Minimum discharge readiness checklist includes:
✅ Stable blood sugar for 24 hours (no IV or gel)
✅ Stable temperature in open crib
✅ No oxygen requirement or active respiratory distress
✅ Bilirubin stable or decreasing, with a clear follow-up plan
✅ CCHD screening completed
✅ State newborn screen collected
✅ Car seat trial completed (if indicated—see below!)
💡 If baby is not yet gaining weight, make sure the discharge plan reflects increased support: feeding schedule, weight checks, possible formula fortification, and close outpatient monitoring.
🚗 Car Seat Education: Not Just for NICU Babies
Late preterms are at higher risk of desaturations and bradycardia in car seats due to immature upper airway tone and head control. That’s why a car seat trial is often required prior to discharge.
But—not all hospitals require them. Always check your local policy.
Car seat trial is typically indicated for:
Infants <37 weeks gestation
Infants <48 hours of age
Any baby with history of apnea, bradycardia, or desaturation
Teach families:
Proper car seat positioning and why it matters
To avoid prolonged sleep in car seats after discharge
Signs of distress in the seat (color change, limpness, unusual breathing)

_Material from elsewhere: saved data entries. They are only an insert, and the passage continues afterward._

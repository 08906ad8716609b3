//! Prelude module - commonly used test helpers.
//!
//! Use `use capgate_test::prelude::*;` to import all fixtures and mocks.

// Fixtures
pub use crate::{allow, deny, echo_resource, echo_resource_builder, modify, test_principal};

// Mocks
pub use crate::{CallLog, CountingHandler, counting_handler, tagging_modifier};

// Logging
pub use crate::init_test_logging;
//! Hierarchical resource paths.
//!
//! A path is either a single string (`"users/123"`) or an ordered list of
//! segments (`["users", "123"]`). For matching purposes both forms are the
//! same `/`-joined string. Segments are never reordered or deduplicated.

use serde::{Deserialize, Serialize};
use std::borrow::Cow;
use std::fmt;

/// Path separator used when joining segments.
pub const SEPARATOR: char = '/';

/// A resource path, as a single string or a segment sequence.
#[derive(Debug, Clone, PartialEq, Eq, Hash, Serialize, Deserialize)]
#[serde(untagged)]
pub enum ResourcePath {
    /// A path given as one string.
    Single(String),
    /// A path given as ordered segments.
    Segments(Vec<String>),
}

impl ResourcePath {
    /// Create a path from a single string.
    #[must_use]
    pub fn single(path: impl Into<String>) -> Self {
        Self::Single(path.into())
    }

    /// Create a path from segments.
    #[must_use]
    pub fn segments<I, S>(segments: I) -> Self
    where
        I: IntoIterator<Item = S>,
        S: Into<String>,
    {
        Self::Segments(segments.into_iter().map(Into::into).collect())
    }

    /// The `/`-joined form used for matching.
    ///
    /// Borrows for single-string paths; allocates only for segment lists.
    #[must_use]
    pub fn joined(&self) -> Cow<'_, str> {
        match self {
            Self::Single(path) => Cow::Borrowed(path),
            Self::Segments(segments) => Cow::Owned(segments.join("/")),
        }
    }

    /// Whether the path has no content.
    #[must_use]
    pub fn is_empty(&self) -> bool {
        match self {
            Self::Single(path) => path.is_empty(),
            Self::Segments(segments) => segments.iter().all(String::is_empty),
        }
    }
}

impl fmt::Display for ResourcePath {
    fn fmt(&self, f: &mut fmt::Formatter<'_>) -> fmt::Result {
        f.write_str(&self.joined())
    }
}

impl From<&str> for ResourcePath {
    fn from(path: &str) -> Self {
        Self::Single(path.to_string())
    }
}

impl From<String> for ResourcePath {
    fn from(path: String) -> Self {
        Self::Single(path)
    }
}

impl From<Vec<String>> for ResourcePath {
    fn from(segments: Vec<String>) -> Self {
        Self::Segments(segments)
    }
}

impl From<Vec<&str>> for ResourcePath {
    fn from(segments: Vec<&str>) -> Self {
        Self::segments(segments)
    }
}

impl<const N: usize> From<[&str; N]> for ResourcePath {
    fn from(segments: [&str; N]) -> Self {
        Self::segments(segments)
    }
}

#[cfg(test)]
mod tests {
    use super::*;

    #[test]
    fn test_single_path_joins_to_itself() {
        let path = ResourcePath::from("users/123");
        assert_eq!(path.joined(), "users/123");
        assert!(matches!(path.joined(), Cow::Borrowed(_)));
    }

    #[test]
    fn test_segments_join_in_order() {
        let path = ResourcePath::from(["objects", "conversations", "42"]);
        assert_eq!(path.joined(), "objects/conversations/42");
    }

    #[test]
    fn test_segments_are_not_deduplicated() {
        let path = ResourcePath::segments(["a", "a", "b"]);
        assert_eq!(path.to_string(), "a/a/b");
    }

    #[test]
    fn test_deserialize_both_forms() {
        let single: ResourcePath = serde_json::from_str("\"users/1\"").unwrap();
        let segments: ResourcePath = serde_json::from_str("[\"users\", \"1\"]").unwrap();
        assert_eq!(single.joined(), segments.joined());
        assert!(matches!(segments, ResourcePath::Segments(_)));
    }

    #[test]
    fn test_is_empty() {
        assert!(ResourcePath::from("").is_empty());
        assert!(ResourcePath::Segments(Vec::new()).is_empty());
        assert!(!ResourcePath::from("x").is_empty());
    }
}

Not to use inserts or padding that didn’t come with the seat
📅 Follow-Up and Readmission Prevention
These babies are at high risk of readmission for jaundice, feeding failure, and poor weight gain. Make sure families have a clear, documented follow-up plan that includes:
Pediatrician visit within 24–48 hours
Bilirubin and weight check timing
Lactation or feeding clinic referrals
Home health or RSV prophylaxis if indicated
📝 Final Thoughts
Late preterm infants walk a fine line between stability and fragility. They may fly under the radar because they don’t “look like NICU babies”—but their risks are real. Whether they spend a few hours or a few days in our care, these infants need skilled feeding support, careful discharge planning, and families who are well-prepared to care for them at home.
Our role? Recognize the developmental gaps, advocate for their unique needs, and provide education that bridges the space between NICU and home.